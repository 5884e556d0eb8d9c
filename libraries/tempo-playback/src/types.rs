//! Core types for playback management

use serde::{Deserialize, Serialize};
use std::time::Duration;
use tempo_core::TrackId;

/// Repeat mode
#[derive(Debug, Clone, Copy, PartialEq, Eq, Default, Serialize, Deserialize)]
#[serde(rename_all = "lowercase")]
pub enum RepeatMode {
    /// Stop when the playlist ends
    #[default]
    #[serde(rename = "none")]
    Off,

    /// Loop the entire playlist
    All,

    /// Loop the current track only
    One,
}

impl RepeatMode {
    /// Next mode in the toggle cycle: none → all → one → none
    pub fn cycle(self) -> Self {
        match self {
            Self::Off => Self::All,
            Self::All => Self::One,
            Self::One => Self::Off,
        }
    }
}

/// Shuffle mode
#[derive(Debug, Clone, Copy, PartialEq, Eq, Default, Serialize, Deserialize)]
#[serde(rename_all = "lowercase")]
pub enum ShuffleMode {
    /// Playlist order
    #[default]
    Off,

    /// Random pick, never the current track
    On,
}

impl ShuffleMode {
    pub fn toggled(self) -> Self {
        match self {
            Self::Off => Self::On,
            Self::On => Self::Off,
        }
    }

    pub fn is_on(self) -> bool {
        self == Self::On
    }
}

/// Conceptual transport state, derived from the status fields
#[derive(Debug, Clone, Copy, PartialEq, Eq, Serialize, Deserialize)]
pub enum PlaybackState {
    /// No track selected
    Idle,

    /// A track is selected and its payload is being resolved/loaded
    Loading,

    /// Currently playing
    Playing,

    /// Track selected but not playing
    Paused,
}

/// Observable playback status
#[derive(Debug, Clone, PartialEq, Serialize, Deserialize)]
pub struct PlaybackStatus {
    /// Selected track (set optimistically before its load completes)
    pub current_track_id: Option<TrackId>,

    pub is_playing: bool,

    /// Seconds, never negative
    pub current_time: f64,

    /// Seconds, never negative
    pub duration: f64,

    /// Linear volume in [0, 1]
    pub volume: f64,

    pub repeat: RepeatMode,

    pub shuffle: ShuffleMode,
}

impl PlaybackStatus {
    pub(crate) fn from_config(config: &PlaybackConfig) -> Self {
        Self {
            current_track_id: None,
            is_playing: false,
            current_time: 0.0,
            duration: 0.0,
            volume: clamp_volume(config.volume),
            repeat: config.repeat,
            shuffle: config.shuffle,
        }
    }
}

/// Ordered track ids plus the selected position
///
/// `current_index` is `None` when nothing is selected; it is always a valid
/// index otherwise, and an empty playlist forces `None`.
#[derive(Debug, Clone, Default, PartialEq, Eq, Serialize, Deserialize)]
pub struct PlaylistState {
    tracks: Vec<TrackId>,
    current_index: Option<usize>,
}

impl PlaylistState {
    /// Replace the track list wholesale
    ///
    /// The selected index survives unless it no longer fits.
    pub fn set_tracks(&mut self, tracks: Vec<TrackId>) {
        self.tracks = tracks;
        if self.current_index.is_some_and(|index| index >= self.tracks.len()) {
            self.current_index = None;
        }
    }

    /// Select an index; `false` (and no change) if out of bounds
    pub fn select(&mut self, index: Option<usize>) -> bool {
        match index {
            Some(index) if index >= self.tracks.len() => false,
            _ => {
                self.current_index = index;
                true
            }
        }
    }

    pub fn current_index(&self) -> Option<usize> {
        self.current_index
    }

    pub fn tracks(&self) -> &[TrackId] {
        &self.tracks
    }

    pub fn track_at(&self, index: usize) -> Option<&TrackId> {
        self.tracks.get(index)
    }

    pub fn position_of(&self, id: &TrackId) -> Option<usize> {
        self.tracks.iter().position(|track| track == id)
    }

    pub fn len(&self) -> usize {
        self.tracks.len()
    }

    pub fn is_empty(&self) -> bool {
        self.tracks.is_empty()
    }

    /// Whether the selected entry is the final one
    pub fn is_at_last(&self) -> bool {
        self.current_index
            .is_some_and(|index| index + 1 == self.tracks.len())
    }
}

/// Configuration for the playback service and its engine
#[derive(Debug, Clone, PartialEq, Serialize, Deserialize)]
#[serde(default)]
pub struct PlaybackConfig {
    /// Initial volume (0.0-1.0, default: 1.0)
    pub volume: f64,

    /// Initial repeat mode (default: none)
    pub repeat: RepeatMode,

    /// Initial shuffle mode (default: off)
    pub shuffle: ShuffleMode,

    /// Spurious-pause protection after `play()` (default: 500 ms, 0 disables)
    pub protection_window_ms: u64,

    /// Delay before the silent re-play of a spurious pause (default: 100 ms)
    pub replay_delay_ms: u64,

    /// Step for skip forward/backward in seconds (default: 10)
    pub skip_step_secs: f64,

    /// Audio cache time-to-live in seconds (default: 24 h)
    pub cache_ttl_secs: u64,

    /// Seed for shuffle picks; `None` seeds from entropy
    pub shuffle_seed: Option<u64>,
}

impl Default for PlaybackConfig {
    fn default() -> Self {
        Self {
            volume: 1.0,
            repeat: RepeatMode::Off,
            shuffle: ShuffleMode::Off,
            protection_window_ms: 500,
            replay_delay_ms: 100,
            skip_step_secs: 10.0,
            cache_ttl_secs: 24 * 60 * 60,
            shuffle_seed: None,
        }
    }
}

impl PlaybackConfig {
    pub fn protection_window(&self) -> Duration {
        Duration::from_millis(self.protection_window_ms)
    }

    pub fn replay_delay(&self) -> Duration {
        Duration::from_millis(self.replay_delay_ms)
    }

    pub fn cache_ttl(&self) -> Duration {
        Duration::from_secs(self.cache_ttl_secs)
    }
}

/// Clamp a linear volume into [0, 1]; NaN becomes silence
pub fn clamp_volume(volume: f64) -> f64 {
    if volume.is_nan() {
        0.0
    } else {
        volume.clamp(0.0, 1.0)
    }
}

--

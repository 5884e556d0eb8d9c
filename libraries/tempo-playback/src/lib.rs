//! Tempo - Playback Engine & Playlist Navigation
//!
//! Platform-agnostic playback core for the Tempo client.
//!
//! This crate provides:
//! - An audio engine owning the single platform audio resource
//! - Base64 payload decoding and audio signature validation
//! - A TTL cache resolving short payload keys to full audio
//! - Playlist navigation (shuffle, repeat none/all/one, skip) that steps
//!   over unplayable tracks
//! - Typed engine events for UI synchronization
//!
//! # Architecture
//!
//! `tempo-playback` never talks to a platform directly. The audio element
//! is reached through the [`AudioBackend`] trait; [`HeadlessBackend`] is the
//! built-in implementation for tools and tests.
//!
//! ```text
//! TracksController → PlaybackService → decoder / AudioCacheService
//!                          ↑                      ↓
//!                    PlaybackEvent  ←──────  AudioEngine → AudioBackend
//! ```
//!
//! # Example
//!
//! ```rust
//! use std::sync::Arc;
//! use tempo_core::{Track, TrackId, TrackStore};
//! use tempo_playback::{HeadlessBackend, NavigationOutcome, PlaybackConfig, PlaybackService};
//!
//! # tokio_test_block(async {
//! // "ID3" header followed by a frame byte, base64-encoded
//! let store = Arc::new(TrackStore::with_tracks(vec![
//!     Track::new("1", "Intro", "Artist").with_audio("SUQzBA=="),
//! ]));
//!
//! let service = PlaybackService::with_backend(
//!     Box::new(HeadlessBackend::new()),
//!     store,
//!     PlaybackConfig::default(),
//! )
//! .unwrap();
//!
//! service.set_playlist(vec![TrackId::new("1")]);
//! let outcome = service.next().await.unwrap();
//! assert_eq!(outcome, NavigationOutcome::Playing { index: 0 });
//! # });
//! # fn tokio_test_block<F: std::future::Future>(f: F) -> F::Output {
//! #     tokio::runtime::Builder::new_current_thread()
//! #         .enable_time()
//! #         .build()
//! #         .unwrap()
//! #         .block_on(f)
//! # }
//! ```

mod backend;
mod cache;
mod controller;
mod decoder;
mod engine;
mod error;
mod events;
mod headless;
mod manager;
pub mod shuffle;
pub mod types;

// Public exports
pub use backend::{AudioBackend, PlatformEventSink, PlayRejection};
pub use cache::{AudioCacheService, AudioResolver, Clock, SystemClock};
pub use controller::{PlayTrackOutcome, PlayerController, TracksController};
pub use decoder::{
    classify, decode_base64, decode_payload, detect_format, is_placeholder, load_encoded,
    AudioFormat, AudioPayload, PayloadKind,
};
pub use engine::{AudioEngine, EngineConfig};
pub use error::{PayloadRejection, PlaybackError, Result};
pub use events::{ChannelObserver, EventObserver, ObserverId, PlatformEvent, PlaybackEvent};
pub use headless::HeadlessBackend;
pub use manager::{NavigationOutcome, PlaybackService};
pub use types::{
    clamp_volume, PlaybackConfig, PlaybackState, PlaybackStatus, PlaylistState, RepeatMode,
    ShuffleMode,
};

To do
This task asks for the number of lines above that include the string "unwrap". Respond with that number only.

Exercise result
3